Isso ficou evidente em dois eventos recentes: a Expert XP e o Blockchain.Rio.
Na Expert XP, um dos aspectos que mais chamou a atenção foi justamente o que não estava presente: a baixa presença de mulheres em posições de liderança. A participação feminina era mais visível em áreas como marketing, assessoria de imprensa e ativações dos estandes, enquanto os principais painéis e espaços de decisão continuavam majoritariamente masculinos.
No Blockchain.Rio, a fotografia foi diferente. Entre as principais lideranças do evento estavam as presidentes das duas associações do setor cripto no Brasil, ABCripto e ABToken, com participação em painéis e discussões relevantes para o mercado.
Isso não significa que o setor cripto tenha resolvido o problema da representatividade. A presença feminina ainda é pequena no comando das empresas. Mas há uma diferença importante: um mercado novo parece ter mais espaço para novas lideranças do que um setor tradicional já consolidado.

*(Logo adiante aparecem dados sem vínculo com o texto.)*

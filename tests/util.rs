#![allow(dead_code)]
use readmesh::topology::VertexId;
use std::io::Write;
use std::path::PathBuf;
use tempfile::TempDir;

pub fn vid(u: u64) -> VertexId {
    VertexId::new(u)
}

/// Writes `contents` to `mesh.msh` in a fresh temporary directory.
///
/// Keep the returned `TempDir` alive for as long as the file is needed.
pub fn write_mesh(contents: &str) -> (TempDir, PathBuf) {
    let dir = tempfile::tempdir().expect("create temp dir");
    let path = dir.path().join("mesh.msh");
    let mut file = std::fs::File::create(&path).expect("create mesh file");
    file.write_all(contents.as_bytes()).expect("write mesh file");
    (dir, path)
}

/// Text for an `n x n x n` block of hexahedra.
///
/// Records use the Gmsh-tagged layout. Vertex ids start at 1 and run
/// x-fastest; every hexahedron carries tag 1. The six faces of the block are
/// emitted as quadrilateral surfaces tagged with their face number (1..=6).
pub fn hex_block(n: usize) -> String {
    use std::fmt::Write as _;

    let p = n + 1;
    let node = |i: usize, j: usize, k: usize| 1 + i + p * (j + p * k);
    let mut out = String::new();

    writeln!(out, "$MeshFormat\n2.2 0 8\n$EndMeshFormat").unwrap();
    writeln!(out, "$Nodes\n{}", p * p * p).unwrap();
    for k in 0..p {
        for j in 0..p {
            for i in 0..p {
                writeln!(out, "{} {} {} {}", node(i, j, k), i, j, k).unwrap();
            }
        }
    }
    writeln!(out, "$EndNodes").unwrap();

    writeln!(out, "$Elements\n{}", n * n * n).unwrap();
    let mut id = 1;
    for k in 0..n {
        for j in 0..n {
            for i in 0..n {
                writeln!(
                    out,
                    "{id} 5 1 1 {} {} {} {} {} {} {} {}",
                    node(i, j, k),
                    node(i + 1, j, k),
                    node(i + 1, j + 1, k),
                    node(i, j + 1, k),
                    node(i, j, k + 1),
                    node(i + 1, j, k + 1),
                    node(i + 1, j + 1, k + 1),
                    node(i, j + 1, k + 1),
                )
                .unwrap();
                id += 1;
            }
        }
    }
    writeln!(out, "$EndElements").unwrap();

    writeln!(out, "$Surfaces\n{}", 6 * n * n).unwrap();
    let mut id = 1;
    for a in 0..n {
        for b in 0..n {
            let faces = [
                [node(a, b, 0), node(a + 1, b, 0), node(a + 1, b + 1, 0), node(a, b + 1, 0)],
                [node(a, b, n), node(a + 1, b, n), node(a + 1, b + 1, n), node(a, b + 1, n)],
                [node(a, 0, b), node(a + 1, 0, b), node(a + 1, 0, b + 1), node(a, 0, b + 1)],
                [node(a, n, b), node(a + 1, n, b), node(a + 1, n, b + 1), node(a, n, b + 1)],
                [node(0, a, b), node(0, a + 1, b), node(0, a + 1, b + 1), node(0, a, b + 1)],
                [node(n, a, b), node(n, a + 1, b), node(n, a + 1, b + 1), node(n, a, b + 1)],
            ];
            for (face, q) in faces.iter().enumerate() {
                writeln!(out, "{id} 3 1 {} {} {} {} {}", face + 1, q[0], q[1], q[2], q[3]).unwrap();
                id += 1;
            }
        }
    }
    writeln!(out, "$EndSurfaces").unwrap();
    out
}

Os dois eventos mostram, portanto, realidades diferentes de mercados que estão cada vez mais próximos. Enquanto o sistema financeiro tradicional começa a incorporar blockchain, tokenização e ativos digitais, o mercado cripto busca justamente se institucionalizar.
A questão é saber se, nessa convergência, os novos mercados conseguirão também construir uma estrutura de liderança diferente — ou se acabarão reproduzindo os mesmos padrões do sistema financeiro tradicional.